So I look at Diamond Jim, the champ, and am saddened to know that he will not be competing again next year. After more than 50 best-in-shows, Diamond Jim is out, leaving field for next year’s Westminster crown wide open.

Now, I think, is the time officially to nominate an overweight gunshot victim who waddles when she walks – a People’s Champion if there ever was one.

Caliber is almost 4 years old. Her back end swivels, much like her Papa’s. One bullet is still lodged in her right shoulder. She still limps from another gunshot. The third, a flesh wound to the shoulder, shows little effect.

Her talents include shredding the cover off of a baseball, eating window blinds and beating the claim by the maker of a chew toy that its product will last forever. (Caliber tore it apart is a matter of minutes.)

Her breed is exclusive, one-of-a-kind. As the vet in Vicksburg told me when I asked about her her ancestry, &#8220There is no one more dominant breed than the other.” We figure she is part hound, lab, beagle, shepherd, some Choctaw and a little Irish. She sounds like a horse running, has claws like a bear and has been confused with a whitetail deer (hence never letting outdoors writer Fred Messina see her while he is armed.)

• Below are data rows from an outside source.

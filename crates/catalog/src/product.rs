use chrono::{DateTime, Utc};
use serde::{Deserialize, Serialize};

use stockwise_core::{DomainError, DomainResult, Entity, Money, Page, ProductId, SupplierId};

/// Catalog product.
///
/// There is intentionally no stock field: on-hand quantity is a projection of
/// the movement ledger and is attached only at the boundary.
#[derive(Debug, Clone, PartialEq, Eq, Serialize, Deserialize)]
pub struct Product {
    pub id: ProductId,
    pub sku: String,
    pub name: String,
    pub category: Option<String>,
    /// Price in smallest currency unit (e.g., cents).
    pub unit_price: Money,
    pub min_stock_threshold: u32,
    pub supplier_id: Option<SupplierId>,
    pub created_at: DateTime<Utc>,
    pub updated_at: DateTime<Utc>,
}

impl Entity for Product {
    type Id = ProductId;

    const KIND: &'static str = "product";

    fn id(&self) -> &Self::Id {
        &self.id
    }
}

impl Product {
    /// Low stock means strictly below the configured threshold.
    pub fn is_low_stock(&self, on_hand: i64) -> bool {
        on_hand < i64::from(self.min_stock_threshold)
    }
}

/// Input for creating a product.
#[derive(Debug, Clone, PartialEq, Eq, Default)]
pub struct NewProduct {
    pub sku: String,
    pub name: String,
    pub category: Option<String>,
    pub unit_price: Money,
    /// Falls back to the store's default threshold when absent.
    pub min_stock_threshold: Option<u32>,
    pub supplier_id: Option<SupplierId>,
}

impl NewProduct {
    pub(crate) fn into_product(self, id: ProductId, default_threshold: u32, now: DateTime<Utc>) -> DomainResult<Product> {
        Ok(Product {
            id,
            sku: required("sku", &self.sku)?,
            name: required("name", &self.name)?,
            category: optional(self.category),
            unit_price: self.unit_price,
            min_stock_threshold: self.min_stock_threshold.unwrap_or(default_threshold),
            supplier_id: self.supplier_id,
            created_at: now,
            updated_at: now,
        })
    }
}

/// Partial update; `None` keeps the current value.
///
/// `category` and `supplier_id` are doubly optional so callers can clear them
/// with `Some(None)`.
#[derive(Debug, Clone, PartialEq, Eq, Default)]
pub struct ProductUpdate {
    pub sku: Option<String>,
    pub name: Option<String>,
    pub category: Option<Option<String>>,
    pub unit_price: Option<Money>,
    pub min_stock_threshold: Option<u32>,
    pub supplier_id: Option<Option<SupplierId>>,
}

impl ProductUpdate {
    pub(crate) fn apply_to(self, product: &Product, now: DateTime<Utc>) -> DomainResult<Product> {
        let mut next = product.clone();
        if let Some(sku) = self.sku {
            next.sku = required("sku", &sku)?;
        }
        if let Some(name) = self.name {
            next.name = required("name", &name)?;
        }
        if let Some(category) = self.category {
            next.category = optional(category);
        }
        if let Some(price) = self.unit_price {
            next.unit_price = price;
        }
        if let Some(threshold) = self.min_stock_threshold {
            next.min_stock_threshold = threshold;
        }
        if let Some(supplier_id) = self.supplier_id {
            next.supplier_id = supplier_id;
        }
        next.updated_at = now;
        Ok(next)
    }
}

/// Listing filter: name search, exact category, pagination.
#[derive(Debug, Clone, PartialEq, Eq, Default)]
pub struct ProductFilter {
    /// Case-insensitive substring match on the product name.
    pub search: Option<String>,
    pub category: Option<String>,
    /// `None` lets the caller's layer pick its default window.
    pub page: Option<Page>,
}

impl ProductFilter {
    pub fn matches(&self, product: &Product) -> bool {
        if let Some(search) = self.search.as_deref().filter(|s| !s.trim().is_empty()) {
            if !product.name.to_lowercase().contains(&search.trim().to_lowercase()) {
                return false;
            }
        }
        if let Some(category) = self.category.as_deref() {
            if product.category.as_deref() != Some(category) {
                return false;
            }
        }
        true
    }
}

pub(crate) fn required(field: &str, value: &str) -> DomainResult<String> {
    let trimmed = value.trim();
    if trimmed.is_empty() {
        return Err(DomainError::validation(format!("{field} cannot be empty")));
    }
    Ok(trimmed.to_string())
}

pub(crate) fn optional(value: Option<String>) -> Option<String> {
    value
        .map(|v| v.trim().to_string())
        .filter(|v| !v.is_empty())
}

#[cfg(test)]
mod tests {
    use super::*;

    fn widget() -> NewProduct {
        NewProduct {
            sku: " WID-1 ".to_string(),
            name: "Widget".to_string(),
            category: Some("  ".to_string()),
            unit_price: Money::from_minor(1_250),
            min_stock_threshold: None,
            supplier_id: None,
        }
    }

    #[test]
    fn new_product_trims_and_defaults_threshold() {
        let p = widget().into_product(ProductId::new(), 10, Utc::now()).unwrap();
        assert_eq!(p.sku, "WID-1");
        assert_eq!(p.category, None);
        assert_eq!(p.min_stock_threshold, 10);
    }

    #[test]
    fn new_product_rejects_blank_name() {
        let mut input = widget();
        input.name = "   ".to_string();
        let err = input.into_product(ProductId::new(), 10, Utc::now()).unwrap_err();
        assert_eq!(err, DomainError::validation("name cannot be empty"));
    }

    #[test]
    fn low_stock_is_strictly_below_threshold() {
        let mut p = widget().into_product(ProductId::new(), 5, Utc::now()).unwrap();
        assert!(p.is_low_stock(4));
        assert!(!p.is_low_stock(5));
        p.min_stock_threshold = 0;
        assert!(!p.is_low_stock(0));
    }

    #[test]
    fn update_can_clear_supplier_and_keeps_untouched_fields() {
        let mut p = widget().into_product(ProductId::new(), 5, Utc::now()).unwrap();
        p.supplier_id = Some(SupplierId::new());

        let next = ProductUpdate {
            unit_price: Some(Money::from_minor(999)),
            supplier_id: Some(None),
            ..ProductUpdate::default()
        }
        .apply_to(&p, Utc::now())
        .unwrap();

        assert_eq!(next.unit_price, Money::from_minor(999));
        assert_eq!(next.supplier_id, None);
        assert_eq!(next.sku, p.sku);
        assert_eq!(next.created_at, p.created_at);
    }

    #[test]
    fn filter_matches_name_case_insensitively() {
        let p = widget().into_product(ProductId::new(), 5, Utc::now()).unwrap();
        let filter = ProductFilter {
            search: Some("WIDG".to_string()),
            ..ProductFilter::default()
        };
        assert!(filter.matches(&p));

        let filter = ProductFilter {
            category: Some("Electronics".to_string()),
            ..ProductFilter::default()
        };
        assert!(!filter.matches(&p));
    }
}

She has style. No one can roll in a a mudhole like she can. She sits in the car like a calm passenger, falls down when trying to shake hands and is prone to wailing.

At 95 pounds, she could hold her own in the behind-the-scenes press conferences. While other dogs would be prepping with soaps, oils and hair dryers, Caliber would be searching out the buffet table (much like her papa).

It’s in the personality and interview portion of a contest that she would be strongest. Her platform would be solving world hunger. She doesn’t care for loud bangs (gunshots, remember?) and has been known to get into the adult beverages.

But what makes Caliber a shoo-in for a Best-in-Show is that she is real. She’s overcome quite a bit in her life, like most real people. She wasn’t born to privilege, fed tofu sundaes from crystal bowls, and the closest she has ever come to a facial is getting thrust underwater during her oh-so-happy bath times.

She represents those of us not in privilege, who waddle when we walk and fall down while trying to sit. She sleeps a lot and snores even more. While Diamond Jim enjoys Sardi’s, Caliber will munch at Hardee’s.

There is only one Peoples’ Champion – her name is Caliber, a thrice-shot pure-bred mutt with a shimmy in her walk and a penchant to chew baseballs.

How can she be beaten?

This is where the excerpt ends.